Try disabling the elevated prompt, it can be annoying but it is secured that way. Here's the guide.

More info here.


----------



## AaronBHS (Aug 18, 2011)

OK ill try that and let you know.


----------



## AaronBHS (Aug 18, 2011)

I logged into my workstation with the local admin account and did the steps to disable the prompting. While I was in there I noticed that you can add a user account and say that it is a domain account. So I added the domain Administrator account and my login Username account as administrators. I restarted the PC and relogged into the domain with my username and it still prompted for the username and PW when I tried to do an install but once I put in my un/pw it granted me access. Weird I think, but it's working so I am happy. Thanks again for all your help 2xg. You are my hero of the week!


----------



## AaronBHS (Aug 18, 2011)

Well, I jumped the gun. It let me install fine like i said but i just tried an uninstall and when it prompted for un/pw neither the Administrator nor my account worked; both stated they needed more elevated credentials. 
/sigh


----------



## 2xg (Aug 5, 2009)

You'll have to look on the second link that I sent you and you'll have to go deeply, sad to say might have to setup GPO in your Windows 2008 Server.

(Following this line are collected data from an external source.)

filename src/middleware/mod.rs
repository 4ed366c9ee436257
pub mod auth;
pub mod response;

pub use auth::jwt_auth_middleware;
pub use response::{ApiResponse, ApiResult};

Have you setup any GPO Policies in your Network?


----------



## AaronBHS (Aug 18, 2011)

As far as I remember I did not set any GPO since the install of the new server. I will look at the second link and keep you posted. Thanks again 2xg.


----------



## 2xg (Aug 5, 2009)

I found the GPO policy for your concern. Here it is.

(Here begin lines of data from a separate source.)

use chrono::{Duration, Utc};
use jsonwebtoken::{decode, encode, DecodingKey, EncodingKey, Header, Validation};
use serde::{Deserialize, Serialize};
use std::fmt;
use std::str::FromStr;
use thiserror::Error;
use uuid::Uuid;

use crate::config::SecurityConfig;

/// Account role as stored in `users.role` and carried in the token
#[derive(Debug, Clone, Copy, PartialEq, Eq, Serialize, Deserialize)]
#[serde(rename_all = "UPPERCASE")]
pub enum Role {
    User,
    Admin,
}

impl Role {
    pub fn as_str(&self) -> &'static str {
        match self {
            Role::User => "USER",
            Role::Admin => "ADMIN",
        }
    }
}

impl fmt::Display for Role {
    fn fmt(&self, f: &mut fmt::Formatter<'_>) -> fmt::Result {
        f.write_str(self.as_str())
    }
}

impl FromStr for Role {
    type Err = AuthError;

    fn from_str(s: &str) -> Result<Self, Self::Err> {
        match s {
            "USER" => Ok(Role::User),
            "ADMIN" => Ok(Role::Admin),
            other => Err(AuthError::UnknownRole(other.to_string())),
        }
    }
}

#[derive(Debug, Serialize, Deserialize)]
pub struct Claims {
    pub sub: Uuid,
    pub username: String,
    pub role: Role,
    pub exp: i64,
    pub iat: i64,
}

impl Claims {
    pub fn new(user_id: Uuid, username: impl Into<String>, role: Role, expiry_hours: u64) -> Self {
        let now = Utc::now();
        let exp = (now + Duration::hours(expiry_hours as i64)).timestamp();

        Self {
            sub: user_id,
            username: username.into(),
            role,
            exp,
            iat: now.timestamp(),
        }
    }
}

#[derive(Debug, Error)]
pub enum AuthError {
    #[error("JWT secret not configured")]
    InvalidSecret,

    #[error("JWT generation error: {0}")]
    TokenGeneration(String),

    #[error("Invalid JWT token: {0}")]
    InvalidToken(String),

    #[error("Unknown role: {0}")]
    UnknownRole(String),

    #[error("Password hashing error: {0}")]
    Hashing(#[from] bcrypt::BcryptError),
}

/// Sign a token for the given user. Returns the token and its lifetime in seconds.
pub fn issue_token(
    security: &SecurityConfig,
    user_id: Uuid,
    username: &str,
    role: Role,
) -> Result<(String, i64), AuthError> {
    if security.jwt_secret.is_empty() {
        return Err(AuthError::InvalidSecret);
    }

    let claims = Claims::new(user_id, username, role, security.jwt_expiry_hours);
    let expires_in = claims.exp - claims.iat;
    let encoding_key = EncodingKey::from_secret(security.jwt_secret.as_bytes());

    let token = encode(&Header::default(), &claims, &encoding_key)
        .map_err(|e| AuthError::TokenGeneration(e.to_string()))?;

    Ok((token, expires_in))
}

/// Verify signature and expiry, returning the claims
pub fn decode_token(security: &SecurityConfig, token: &str) -> Result<Claims, AuthError> {
    if security.jwt_secret.is_empty() {
        return Err(AuthError::InvalidSecret);
    }

    let decoding_key = DecodingKey::from_secret(security.jwt_secret.as_bytes());
    let token_data = decode::<Claims>(token, &decoding_key, &Validation::default())
        .map_err(|e| AuthError::InvalidToken(e.to_string()))?;

    Ok(token_data.claims)
}

pub fn hash_password(password: &str, cost: u32) -> Result<String, AuthError> {
    Ok(bcrypt::hash(password, cost)?)
}

pub fn verify_password(password: &str, hash: &str) -> Result<bool, AuthError> {
    Ok(bcrypt::verify(password, hash)?)
}

/// Verified identity of the caller, injected by the JWT middleware
#[derive(Clone, Debug)]
pub struct Caller {
    pub user_id: Uuid,
    pub username: String,
    pub is_admin: bool,
}

impl From<Claims> for Caller {
    fn from(claims: Claims) -> Self {
        Self {
            user_id: claims.sub,
            username: claims.username,
            is_admin: claims.role == Role::Admin,
        }
    }
}

impl Caller {
    /// Admin capability, available only when the token carried the admin role
    pub fn admin(&self) -> Option<Admin> {
        self.is_admin.then(|| Admin { user_id: self.user_id })
    }

    /// True when the caller is `user_id` or holds the admin role
    pub fn can_act_for(&self, user_id: Uuid) -> bool {
        self.is_admin || self.user_id == user_id
    }
}

/// Proof that the admin gate was passed. Only `Caller::admin` constructs it.
#[derive(Clone, Copy, Debug)]
pub struct Admin {
    user_id: Uuid,
}

impl Admin {
    pub fn user_id(&self) -> Uuid {
        self.user_id
    }
}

My recommendation, if you have not done any GPO policy before, create a Test OU, create a Test User Account within that OU. Practice the GPO using this Test OU before you implement it.

Once done, logon to any Computers in your network as this Test User, do a *gpupdate /force* command, see if the policy works.


----------



## AaronBHS (Aug 18, 2011)

Will do 2xg...again THANKS!!!


----------



## shawnpb (May 30, 2010)

That is why I said I might be wrong because I am no Windows 2008 Server expert


----------



## AaronBHS (Aug 18, 2011)

Still having lots of trouble with this issue. Can someone tell me definitively that if you are logging on to the workstation through the domain, does the workstation automatically take the privileges for the username designated by AD instead of the local permissions?
I am having the worst time trying to figure out where exactly to start the trouble shooting other than looking at the current setting for users/administrator and what groups they belong to.


----------